Eine neue Hiobsbotschaft
Aber der Lack ist ab: Schon im letzten Jahr deutete sich an, was die Regierungsparteien von CDU, CSU und SPD mittlerweile eingestanden haben. Das Ziel, bis 2020 rund 40 Prozent an Klimagasen gegenüber 1990 einzusparen, wird krachend verfehlt. Zusätzlich gibt es weitere Hiobsbotschaften: Deutschland verpasst auch wichtige Vorgaben der Europäischen Union zum Klimaschutz. Vor allem beim Verkehr, in der Landwirtschaft und beim Heizen von Gebäuden liegen die Deutschen weit hinter den Erwartungen zurück.
"Wir werden Verschmutzungsrechte kaufen müssen."
In diesen speziellen Bereichen hatte das Land versprochen, zwischen 2005 und 2020 vierzehn Prozent an Klimagasen zu mindern. In den ersten Jahren nach 2005 klappte das auch ganz gut. Von diesem Polster profitiert das Land im Moment noch. Aber zuletzt sind die Emissionen gestiegen. So musste ein Sprecher des Umweltministeriums nun einräumen: "Wir bereiten uns darauf vor, Emissionsrechte von anderen Mitgliedstaaten zu kaufen, die Überschüsse haben." 2019 könnte das zum ersten Mal der Fall sein. In Frage kommen dabei ausgerechnet osteuropäische Staaten wie Polen, Bulgarien oder die tschechische Republik.
Ausgerechnet Polen!
Vor allem zu Polen und der tschechischen Republik sind die Beziehungen auch aus anderen Gründen derzeit hoch belastet, die nationalistische Regierung etwa in Warschau wird EU-weit kritisiert. Polen gilt eigentlich auch wegen der starken Kohle-Nutzung nicht als Klima-Vorzeigeland, hat aber genau deshalb weit weniger ambitionierte Klimaziele als Deutschland und übererfüllt diese. Daher könnte das Land Verschmutzungsrechte an Deutschland verkaufen. Einziger Trost für die Regierung: Viele osteuropäische Staaten haben ihre Klimaziele längst erfüllt. Es sind also viele Verschmutzungsrechte ungenutzt auf dem Markt. Teuer wird der Ablasshandel für die Regierung so wohl kaum werden. Aber schwerer wiegt der Imageschaden.
Umweltgruppen schlagen Alarm
Die Umweltschutzorganisation WWF sprach von einem verheerenden Signal an alle anderen Staaten und einem Verlust an Glaubwürdigkeit. "Das reiche Deutschland würde zum klimapolitischen Schlusslicht in der EU, ein verheerendes Signal an alle anderen Staaten", so die Umweltgruppe. Die Klimaexpertin der Grünen, Lisa Badum, meinte: "Das Scheitern der deutschen Klimapolitik lässt sich nicht mehr verstecken."

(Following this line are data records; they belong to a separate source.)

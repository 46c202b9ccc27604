//! Property-based tests for bounds and relation ideals.

#[cfg(test)]
mod tests {
    use proptest::prelude::*;
    use smallroots_integers::Integer;
    use smallroots_poly::{parse_polynomials, Variable};

    use crate::bounds::{Bound, BoundSet};
    use crate::modulus::Modulus;
    use crate::relation::Relation;
    use crate::relation_ideal::RelationIdeal;
    use crate::solution::PartialSolution;

    fn assign(x: i64) -> PartialSolution {
        [(Variable::new("x"), Integer::new(x))].into_iter().collect()
    }

    proptest! {
        #![proptest_config(ProptestConfig::with_cases(64))]

        #[test]
        fn bounds_are_exclusive(lo in -1000i64..1000, width in 2i64..1000) {
            let hi = lo + width;
            let bounds: BoundSet =
                [(Variable::new("x"), Bound::new(Integer::new(lo), Integer::new(hi)))]
                    .into_iter()
                    .collect();
            prop_assert!(!bounds.check(&assign(lo)));
            prop_assert!(!bounds.check(&assign(hi)));
            prop_assert!(bounds.check(&assign(lo + 1)));
            prop_assert!(bounds.check(&assign(hi - 1)));
        }

        #[test]
        fn satisfied_relations_check(root in -500i64..500, c in -20i64..20, n in 2i64..500) {
            // (x - root) * (x + c) vanishes at the root modulo anything
            let (_, polys) = parse_polynomials(&[format!("(x - ({root})) * (x + ({c}))")]).unwrap();
            let rel = Relation::modular(polys[0].clone(), Integer::new(n));
            prop_assert!(rel.check(&assign(root)).unwrap());
            prop_assert!(Relation::integer(polys[0].clone()).check(&assign(root)).unwrap());
        }

        #[test]
        fn ideal_moduli_sum_and_product(a in 1i64..5000, b in 1i64..5000) {
            let (ring, polys) = parse_polynomials(&["x - 1"]).unwrap();
            let ideal = |m: Option<i64>| {
                RelationIdeal::new(polys.clone(), ring.clone(), m.map(|m| Modulus::known(Integer::new(m))))
                    .unwrap()
            };
            let (ja, jb, jn) = (ideal(Some(a)), ideal(Some(b)), ideal(None));
            let lcm = Modulus::known(Integer::new(a).lcm(&Integer::new(b)));
            let product = Modulus::known(Integer::new(a) * Integer::new(b));
            prop_assert_eq!((&ja + &jb).modulus, Some(lcm.clone()));
            prop_assert_eq!((&jb + &ja).modulus, Some(lcm));
            prop_assert_eq!((&ja * &jb).modulus, Some(product.clone()));
            prop_assert_eq!((&jb * &ja).modulus, Some(product));
            prop_assert_eq!((&ja + &jn).modulus, ja.modulus.clone());
            prop_assert_eq!((&jn * &ja).modulus, ja.modulus.clone());
        }
    }
}
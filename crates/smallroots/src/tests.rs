//! End-to-end scenarios through the public entry point.

use std::collections::BTreeMap;

use smallroots_solve::GroebnerSolver;

use crate::prelude::*;

fn int(n: i64) -> Integer {
    Integer::new(n)
}

fn config() -> SolverConfig {
    SolverConfig {
        reducer: ReducerKind::InProcess,
        ..SolverConfig::default()
    }
}

fn options(modulus: ModulusOptions) -> FindOptions {
    FindOptions {
        modulus,
        solver: config(),
        ..FindOptions::default()
    }
}

fn expressions(texts: &[&str]) -> Vec<RelationInput> {
    texts
        .iter()
        .map(|t| RelationInput::Expression((*t).to_string()))
        .collect()
}

fn interval(v: &str, lower: i64, upper: i64) -> (Variable, BoundSpec) {
    (Variable::new(v), BoundSpec::Interval(int(lower), int(upper)))
}

fn value(s: &Solution, v: &str) -> Option<i64> {
    s.get(&Variable::new(v)).and_then(Integer::to_i64)
}

fn init_logging() {
    let _ = tracing_subscriber::fmt().with_test_writer().try_init();
}

#[test]
fn test_exact_univariate_relation() {
    let (_, polys) = parse_polynomials(&["x - 5"]).unwrap();
    let relations = RelationSet::new(vec![Relation::integer(polys[0].clone())]).unwrap();
    let bounds: BoundSet = [(Variable::new("x"), Bound::new(int(0), int(100)))]
        .into_iter()
        .collect();
    let roots = GroebnerSolver::new(Problem::new(relations, bounds)).solve().unwrap();
    assert_eq!(roots.len(), 1);
    assert_eq!(value(&roots[0], "x"), Some(5));

    let roots = find_small_roots(
        expressions(&["x - 5"]),
        BoundsInput::Map(vec![interval("x", 0, 100)]),
        &options(ModulusOptions::default()),
    )
    .unwrap();
    assert_eq!(roots.len(), 1);
    assert_eq!(value(&roots[0], "x"), Some(5));
}

#[test]
fn test_linear_modular_system() {
    init_logging();
    let roots = find_small_roots(
        expressions(&["x + y == 10", "x - y == 2"]),
        BoundsInput::Map(vec![interval("x", -50, 50), interval("y", -50, 50)]),
        &options(ModulusOptions::known(int(97))),
    )
    .unwrap();
    assert_eq!(roots.len(), 1);
    assert_eq!((value(&roots[0], "x"), value(&roots[0], "y")), (Some(6), Some(4)));
}

#[test]
fn test_stereotyped_message() {
    init_logging();
    // N = 1000003 * 1000033 and c = (100*256 + 9)^3 mod N
    let modulus: Integer = "1000036000099".parse().unwrap();
    let roots = find_small_roots(
        expressions(&["(x*256 + 9)^3 == 794340939945"]),
        BoundsInput::Map(vec![interval("x", 0, 256)]),
        &options(ModulusOptions::known(modulus)),
    )
    .unwrap();
    assert!(roots.iter().any(|r| value(r, "x") == Some(100)));
}

#[test]
fn test_partial_factorization() {
    init_logging();
    // N = p * q with p = 16*x + 11 and x inside an 8-bit window
    let n: Integer = "176181946363309".parse().unwrap();
    let lower = n.isqrt().unwrap();
    let roots = find_small_roots(
        expressions(&["16*x + 11"]),
        BoundsInput::Map(vec![interval("x", 1_310_626, 1_310_882)]),
        &options(ModulusOptions::divisor_of(n, lower)),
    )
    .unwrap();
    assert!(roots
        .iter()
        .any(|r| value(r, "x") == Some(1_310_726) && value(r, "p") == Some(20_971_627)));
}

#[test]
fn test_no_root_inside_bounds() {
    let result = find_small_roots(
        expressions(&["x - 5"]),
        BoundsInput::Map(vec![interval("x", 10, 20)]),
        &options(ModulusOptions::default()),
    );
    assert!(matches!(result, Err(Error::NoRootsFound)));

    let partial = FindOptions {
        allow_partial_solutions: true,
        ..options(ModulusOptions::default())
    };
    let result = find_small_roots(
        expressions(&["x - 5"]),
        BoundsInput::Map(vec![interval("x", 10, 20)]),
        &partial,
    );
    assert!(matches!(result, Err(Error::NoRootsFound)));
}

#[test]
fn test_modular_relation_without_bounded_root() {
    init_logging();
    // x^2 + 3x + 7 takes no value in (0, 10) divisible by 1000003
    let result = find_small_roots(
        expressions(&["x^2 + 3*x + 7"]),
        BoundsInput::Map(vec![interval("x", 0, 10)]),
        &options(ModulusOptions::known(int(1_000_003))),
    );
    assert!(matches!(result, Err(Error::NoRootsFound)));
}

#[test]
fn test_partial_solutions_stop_early() {
    // x is determined by the linear relation, y is left open
    let partial = FindOptions {
        allow_partial_solutions: true,
        ..options(ModulusOptions::default())
    };
    let roots = find_small_roots(
        expressions(&["x - 5", "x*y - 35"]),
        BoundsInput::Uniform(int(10)),
        &partial,
    )
    .unwrap();
    assert_eq!(value(&roots[0], "x"), Some(5));

    let roots = find_small_roots(
        expressions(&["x - 5", "x*y - 35"]),
        BoundsInput::Uniform(int(10)),
        &options(ModulusOptions::default()),
    )
    .unwrap();
    assert_eq!(value(&roots[0], "y"), Some(7));
}

#[test]
fn test_expected_solution_is_accepted() {
    let expected: BTreeMap<String, Integer> =
        [("x".to_string(), int(6)), ("y".to_string(), int(4))].into_iter().collect();
    let with_expected = FindOptions {
        expected_solution: vec![expected],
        ..options(ModulusOptions::known(int(97)))
    };
    let roots = find_small_roots(
        expressions(&["x + y - 10", "x - y - 2"]),
        BoundsInput::PerVariable(vec![int(50), int(50)]),
        &with_expected,
    )
    .unwrap();
    assert_eq!(roots.len(), 1);
}

#[test]
fn test_malformed_input_is_fatal() {
    let result = find_small_roots(
        expressions(&["x < 5"]),
        BoundsInput::Uniform(int(10)),
        &options(ModulusOptions::default()),
    );
    assert!(matches!(result, Err(Error::Parse(_))));

    let result = find_small_roots(
        expressions(&["x - 5", "x + 1"]),
        BoundsInput::Uniform(int(10)),
        &options(ModulusOptions {
            modulus: PerRelation::List(vec![Some(ModulusValue::Known(int(7)))]),
            ..ModulusOptions::default()
        }),
    );
    assert!(matches!(result, Err(Error::InvalidInput(_))));
}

Wer zahlt? Das Finanzministerium? Oder das Verkehrsressort?
Streit dürfte es auch darum geben, wer genau die Verschmutzungsrechte kaufen muss: das Finanzministerium oder doch das eigentlich zuständige Ressort? Das wäre dann das Verkehrsministerium, weil der Löwenanteil der hohen Emissionen von den PS-starken deutschen Autos kommt und vom Schwerlastverkehr auf den Straßen. Auf jeden Fall wird Deutschland auf UN-Klimatreffen künftig nicht mehr ganz so laut andere Staaten zum Schutz des Klimas auffordern können wie in den vergangenen Jahren. Die nächste Klimakonferenz findet im Dezember 2018 statt: In Polen.